Никто и никоим образом не мог предположить, что так внезапно, на взлете, на подъеме оборвется жизнь этого замечательного человека и ученого. В одном из своих последних интервью, помещенном на сайте Московской высшей школы социальных и экономических наук и посвященном планированию индивидуального времени, Геннадий Семенович писал, как нечто само собой разумеющееся, что предполагает прожить до лет, так скажем, восьмидесяти... До сих пор трагический факт его смерти нельзя осознать как реальный, достоверный. Он какой-то ненастоящий, и только путем немалого усилия воли заставляешь себя осознать его как объективную данность. И вот уже нет Геннадия. И не будут приходить по электронной почте его короткие, но куртуазно вежливые письма.
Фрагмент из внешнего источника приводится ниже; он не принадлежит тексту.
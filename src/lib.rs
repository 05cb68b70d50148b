// Allow unwrap and unreadable literals in tests (test code is not production)
#![cfg_attr(test, allow(clippy::unwrap_used))]
#![cfg_attr(test, allow(clippy::unreadable_literal))]
//! hexconquest: a real-time territory-conquest engine on a hexagonal grid.
//!
//! Players start in the corners of an odd-q hex board, click cells to reinforce,
//! capture and attack, and use one-shot skills (Artillery, EMP, Deep Strike, Trap).
//! The last player owning cells wins.
//!
//! # Architecture
//!
//! ```text
//! ┌─────────────────────────────────────┐
//! │   CLI / soak harness / worker       │
//! ├─────────────────────────────────────┤
//! │   Match authority (game::Match)     │
//! ├─────────────────────────────────────┤
//! │   Rules: resolver, skills, victory  │
//! ├─────────────────────────────────────┤
//! │   Map generation and hex geometry   │
//! └─────────────────────────────────────┘
//! ```
//!
//! Time ([`game::SimTime`]) and randomness (a seeded `ChaCha8Rng`) are injected, so a
//! match replays identically from its seed and its request sequence.

pub mod config;
pub mod error;
pub mod game;
pub mod hex;
pub mod mapgen;
pub mod sim;
pub mod worker;

pub use config::{MapKind, MatchConfig};
pub use error::{ConfigError, MapGenError, MatchError, WorkerError};
pub use game::{
    ActionOutcome, ActionRequest, Cell, CellId, CellRef, Match, MatchEvent, MatchResult, Player,
    PlayerId, Rejection, SimTime, Skill, WinSignal,
};
pub use hex::Coord;
pub use worker::{MatchHandle, MatchWorker};
//! Match configuration.
//!
//! Loaded from TOML:
//!
//! ```toml
//! width = 12
//! height = 12
//! max_players = 4
//! map = "Circles"
//! seed = 7
//!
//! [circles]
//! corner_radius = 2
//! center_radius = 3
//! corridor_radius = 1
//! ```

use std::fmt;
use std::path::Path;

use serde::{Deserialize, Serialize};

use crate::error::ConfigError;

/// Largest supported number of players (one per grid corner).
pub const MAX_PLAYERS: u8 = 4;

/// Largest supported grid side. The board keeps a dense `width * height` index.
pub const MAX_DIMENSION: u16 = 1024;

/// Map archetype.
#[derive(Debug, Clone, Copy, PartialEq, Eq, Default, Serialize, Deserialize)]
#[serde(from = "String", into = "String")]
pub enum MapKind {
    /// Every coordinate of the rectangle is active.
    #[default]
    Full,
    /// Four corner disks and a center disk joined by corridors.
    Circles,
}

impl MapKind {
    /// Select an archetype by name.
    ///
    /// `"Circles"` (surrounding whitespace ignored) selects [`MapKind::Circles`]; any
    /// other name, including the empty string, selects [`MapKind::Full`].
    #[must_use]
    pub fn from_name(name: &str) -> Self {
        if name.trim() == "Circles" {
            Self::Circles
        } else {
            Self::Full
        }
    }

    /// Canonical name of the archetype.
    #[must_use]
    pub const fn name(self) -> &'static str {
        match self {
            Self::Full => "Full",
            Self::Circles => "Circles",
        }
    }
}

impl From<String> for MapKind {
    fn from(name: String) -> Self {
        Self::from_name(&name)
    }
}

impl From<MapKind> for String {
    fn from(kind: MapKind) -> Self {
        kind.name().to_string()
    }
}

impl fmt::Display for MapKind {
    fn fmt(&self, f: &mut fmt::Formatter<'_>) -> fmt::Result {
        f.write_str(self.name())
    }
}

/// Shape parameters of the circles archetype, in hex steps.
#[derive(Debug, Clone, Copy, PartialEq, Eq, Serialize, Deserialize)]
pub struct CirclesShape {
    /// Radius of each corner disk.
    pub corner_radius: u32,
    /// Radius of the center disk.
    pub center_radius: u32,
    /// Half-width of the corridors joining corners to the center.
    pub corridor_radius: u32,
}

impl CirclesShape {
    /// Derive the shape from the grid size.
    ///
    /// Corner radius is a sixth of the short side clamped to `2..=5`; the center disk is
    /// one step wider, clamped to `3..=7`; corridors have radius 1.
    #[must_use]
    pub fn derive(width: u16, height: u16) -> Self {
        let short_side = u32::from(width.min(height));
        let corner_radius = (short_side / 6).clamp(2, 5);
        Self {
            corner_radius,
            center_radius: (corner_radius + 1).clamp(3, 7),
            corridor_radius: 1,
        }
    }
}

/// Configuration for one match.
#[derive(Debug, Clone, Copy, PartialEq, Eq, Serialize, Deserialize)]
#[serde(default, deny_unknown_fields)]
pub struct MatchConfig {
    /// Grid width in columns.
    pub width: u16,
    /// Grid height in rows.
    pub height: u16,
    /// Number of player slots, `1..=4`.
    pub max_players: u8,
    /// Map archetype.
    pub map: MapKind,
    /// Seed for map generation and neutral forces.
    pub seed: u64,
    /// Override for the circles shape. Derived from width/height when absent.
    pub circles: Option<CirclesShape>,
}

impl Default for MatchConfig {
    fn default() -> Self {
        Self {
            width: 10,
            height: 10,
            max_players: MAX_PLAYERS,
            map: MapKind::Full,
            seed: 0,
            circles: None,
        }
    }
}

impl MatchConfig {
    /// Parse and validate a TOML document.
    ///
    /// # Errors
    ///
    /// Returns [`ConfigError::Parse`] for malformed TOML or unknown keys, or a
    /// validation error from [`MatchConfig::validate`].
    pub fn from_toml_str(text: &str) -> Result<Self, ConfigError> {
        let config: Self = toml::from_str(text)?;
        config.validate()?;
        Ok(config)
    }

    /// Read, parse and validate a TOML file.
    ///
    /// # Errors
    ///
    /// Returns [`ConfigError::Io`] if the file cannot be read, otherwise as
    /// [`MatchConfig::from_toml_str`].
    pub fn load(path: impl AsRef<Path>) -> Result<Self, ConfigError> {
        let text = std::fs::read_to_string(path)?;
        Self::from_toml_str(&text)
    }

    /// Check dimensions, player count and circles shape.
    ///
    /// # Errors
    ///
    /// Returns the first violated constraint.
    pub fn validate(&self) -> Result<(), ConfigError> {
        if self.width == 0 || self.height == 0 {
            return Err(ConfigError::InvalidDimensions {
                width: self.width,
                height: self.height,
            });
        }
        if self.width > MAX_DIMENSION || self.height > MAX_DIMENSION {
            return Err(ConfigError::DimensionsTooLarge {
                width: self.width,
                height: self.height,
                max: MAX_DIMENSION,
            });
        }
        if self.max_players == 0 || self.max_players > MAX_PLAYERS {
            return Err(ConfigError::InvalidPlayerCount {
                got: self.max_players,
                max: MAX_PLAYERS,
            });
        }
        if let Some(shape) = self.circles {
            if shape.corner_radius == 0 || shape.center_radius == 0 {
                return Err(ConfigError::InvalidShape(format!(
                    "disk radii must be positive (corner {}, center {})",
                    shape.corner_radius, shape.center_radius
                )));
            }
        }
        Ok(())
    }

    /// The circles shape in effect: the override if set, else derived from the size.
    #[must_use]
    pub fn circles_shape(&self) -> CirclesShape {
        self.circles
            .unwrap_or_else(|| CirclesShape::derive(self.width, self.height))
    }
}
Пролистывая на экране компьютера еще живые послания от Геннадия, невольно придаешь им сегодня особый смысл. Просьба поддержать молодого социолога... Просьба по возможности трудоустроить одаренного коллегу из провинции... Просьба написать рецензию на новую книга мэтра... О себе ничего. Только о деле, только о других, вернее, для других.
Мы оба учились приблизительно в одно время на философском факультете Московского государственного университета. Прекрасно помню Геннадия в коридорах гуманитарного корпуса, на одиннадцатом этаже. Но в те годы знакомства нашего не. случилось. Курсы были разные, как, впрочем, и кафедры, по которым мы специализировались.
Гораздо позднее, в начале 90-х годов, имя Геннадия Батыгина возникло и стало муссироваться в сферах одного из вновь открытых социологических факультетов МГУ в качестве чуть ли не штатного критика научной продукции вновь созданного факультета, будь то в издательствах, ВАКе, журналах и других экспертных советах. Принципиальность Батыгина пугали молодых аспирантов и соискателей социологических степеней. Подчас даже пытались приурочить прохождение той или иной работы через экспертный комитет к командировке или отпуску Батыгина.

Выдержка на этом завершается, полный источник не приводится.